→ PROBLEM:
When a line in the listing below contains the word "RefStoreCheck", return a copy of that line.
::::
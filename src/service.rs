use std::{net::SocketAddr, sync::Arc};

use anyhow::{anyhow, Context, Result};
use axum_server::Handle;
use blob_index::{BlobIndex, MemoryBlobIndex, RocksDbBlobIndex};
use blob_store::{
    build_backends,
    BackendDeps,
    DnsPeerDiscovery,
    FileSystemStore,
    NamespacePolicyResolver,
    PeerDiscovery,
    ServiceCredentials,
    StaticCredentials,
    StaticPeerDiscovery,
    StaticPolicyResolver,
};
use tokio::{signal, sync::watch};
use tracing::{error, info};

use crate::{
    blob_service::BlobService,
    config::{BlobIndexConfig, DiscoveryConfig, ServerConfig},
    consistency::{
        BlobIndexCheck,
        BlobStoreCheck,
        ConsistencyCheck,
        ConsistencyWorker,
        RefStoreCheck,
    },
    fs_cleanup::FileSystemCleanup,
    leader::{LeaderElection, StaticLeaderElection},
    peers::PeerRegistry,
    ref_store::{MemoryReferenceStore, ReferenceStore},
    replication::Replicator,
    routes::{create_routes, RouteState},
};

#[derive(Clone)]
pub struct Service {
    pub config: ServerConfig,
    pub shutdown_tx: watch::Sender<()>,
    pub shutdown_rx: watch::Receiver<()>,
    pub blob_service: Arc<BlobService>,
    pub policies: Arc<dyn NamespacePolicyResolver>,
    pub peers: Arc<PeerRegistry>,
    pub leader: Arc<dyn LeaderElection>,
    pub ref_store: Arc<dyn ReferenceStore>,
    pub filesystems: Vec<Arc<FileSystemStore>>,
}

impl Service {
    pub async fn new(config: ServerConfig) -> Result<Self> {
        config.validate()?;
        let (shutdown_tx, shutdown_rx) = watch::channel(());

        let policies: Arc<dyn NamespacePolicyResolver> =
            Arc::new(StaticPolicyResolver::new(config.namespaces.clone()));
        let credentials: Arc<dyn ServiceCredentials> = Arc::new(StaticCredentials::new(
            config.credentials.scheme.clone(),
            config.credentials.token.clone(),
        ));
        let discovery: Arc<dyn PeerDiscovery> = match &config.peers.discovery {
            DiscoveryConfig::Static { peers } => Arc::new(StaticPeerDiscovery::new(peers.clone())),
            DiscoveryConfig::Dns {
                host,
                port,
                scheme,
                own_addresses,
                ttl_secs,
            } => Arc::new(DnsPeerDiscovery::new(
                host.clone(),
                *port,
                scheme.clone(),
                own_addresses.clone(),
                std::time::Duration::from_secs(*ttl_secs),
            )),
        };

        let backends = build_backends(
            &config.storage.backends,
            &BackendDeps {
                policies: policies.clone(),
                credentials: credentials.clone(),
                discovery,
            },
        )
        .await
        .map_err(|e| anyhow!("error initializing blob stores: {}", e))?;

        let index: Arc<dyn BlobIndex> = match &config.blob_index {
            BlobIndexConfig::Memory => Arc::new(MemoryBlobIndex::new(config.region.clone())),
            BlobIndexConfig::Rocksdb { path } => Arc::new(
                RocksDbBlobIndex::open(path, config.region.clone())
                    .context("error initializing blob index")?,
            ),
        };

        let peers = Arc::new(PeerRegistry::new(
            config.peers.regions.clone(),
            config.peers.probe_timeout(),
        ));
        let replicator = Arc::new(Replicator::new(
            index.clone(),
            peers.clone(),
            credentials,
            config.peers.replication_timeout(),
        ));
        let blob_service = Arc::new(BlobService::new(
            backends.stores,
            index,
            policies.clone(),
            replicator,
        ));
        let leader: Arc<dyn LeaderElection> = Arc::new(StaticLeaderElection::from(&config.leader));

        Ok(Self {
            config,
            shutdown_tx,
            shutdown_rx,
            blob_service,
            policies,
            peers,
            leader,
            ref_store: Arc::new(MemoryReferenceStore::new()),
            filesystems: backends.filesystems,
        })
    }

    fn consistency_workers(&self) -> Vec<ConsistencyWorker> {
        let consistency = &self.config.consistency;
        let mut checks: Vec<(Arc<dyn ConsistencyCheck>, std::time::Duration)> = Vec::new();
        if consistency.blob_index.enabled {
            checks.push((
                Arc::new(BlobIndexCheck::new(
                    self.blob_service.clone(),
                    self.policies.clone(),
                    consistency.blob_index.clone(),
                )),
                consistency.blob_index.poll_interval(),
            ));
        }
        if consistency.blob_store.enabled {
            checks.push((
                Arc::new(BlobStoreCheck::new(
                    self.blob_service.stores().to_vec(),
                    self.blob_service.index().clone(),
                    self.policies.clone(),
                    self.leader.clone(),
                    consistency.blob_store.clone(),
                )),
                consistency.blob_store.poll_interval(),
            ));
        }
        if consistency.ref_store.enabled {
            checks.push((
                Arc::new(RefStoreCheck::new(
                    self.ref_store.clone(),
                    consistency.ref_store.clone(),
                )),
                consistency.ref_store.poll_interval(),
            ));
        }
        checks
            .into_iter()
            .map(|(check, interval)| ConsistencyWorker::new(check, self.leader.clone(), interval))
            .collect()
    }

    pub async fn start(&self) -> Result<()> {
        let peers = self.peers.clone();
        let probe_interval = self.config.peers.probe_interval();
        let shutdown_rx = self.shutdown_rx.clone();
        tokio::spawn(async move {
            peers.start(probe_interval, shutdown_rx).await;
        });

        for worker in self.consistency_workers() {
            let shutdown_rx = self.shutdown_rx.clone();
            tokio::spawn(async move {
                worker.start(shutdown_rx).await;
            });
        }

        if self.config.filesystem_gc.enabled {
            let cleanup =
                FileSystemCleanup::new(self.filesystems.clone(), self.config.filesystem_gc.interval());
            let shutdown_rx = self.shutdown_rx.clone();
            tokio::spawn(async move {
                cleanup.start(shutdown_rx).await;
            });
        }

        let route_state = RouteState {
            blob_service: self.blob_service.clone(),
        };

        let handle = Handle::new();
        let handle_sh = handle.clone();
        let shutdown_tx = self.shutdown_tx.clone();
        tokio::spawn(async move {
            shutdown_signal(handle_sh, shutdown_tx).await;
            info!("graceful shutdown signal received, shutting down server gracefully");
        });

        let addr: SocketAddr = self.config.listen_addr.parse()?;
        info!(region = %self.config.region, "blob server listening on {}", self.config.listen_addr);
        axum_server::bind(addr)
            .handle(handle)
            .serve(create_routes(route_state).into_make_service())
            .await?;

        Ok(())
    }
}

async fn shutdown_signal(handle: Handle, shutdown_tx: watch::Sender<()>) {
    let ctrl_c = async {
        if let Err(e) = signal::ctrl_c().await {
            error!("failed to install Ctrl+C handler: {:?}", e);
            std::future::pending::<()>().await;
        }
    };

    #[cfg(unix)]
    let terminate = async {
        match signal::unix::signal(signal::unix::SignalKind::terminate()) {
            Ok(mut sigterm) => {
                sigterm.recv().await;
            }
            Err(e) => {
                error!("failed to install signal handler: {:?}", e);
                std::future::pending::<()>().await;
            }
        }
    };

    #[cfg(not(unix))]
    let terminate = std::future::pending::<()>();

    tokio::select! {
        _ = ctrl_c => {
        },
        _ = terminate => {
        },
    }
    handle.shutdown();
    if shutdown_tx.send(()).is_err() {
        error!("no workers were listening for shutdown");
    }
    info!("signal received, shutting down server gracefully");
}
::::
→ RESULT FOR THIS TASK:
        RefStoreCheck,
                Arc::new(RefStoreCheck::new(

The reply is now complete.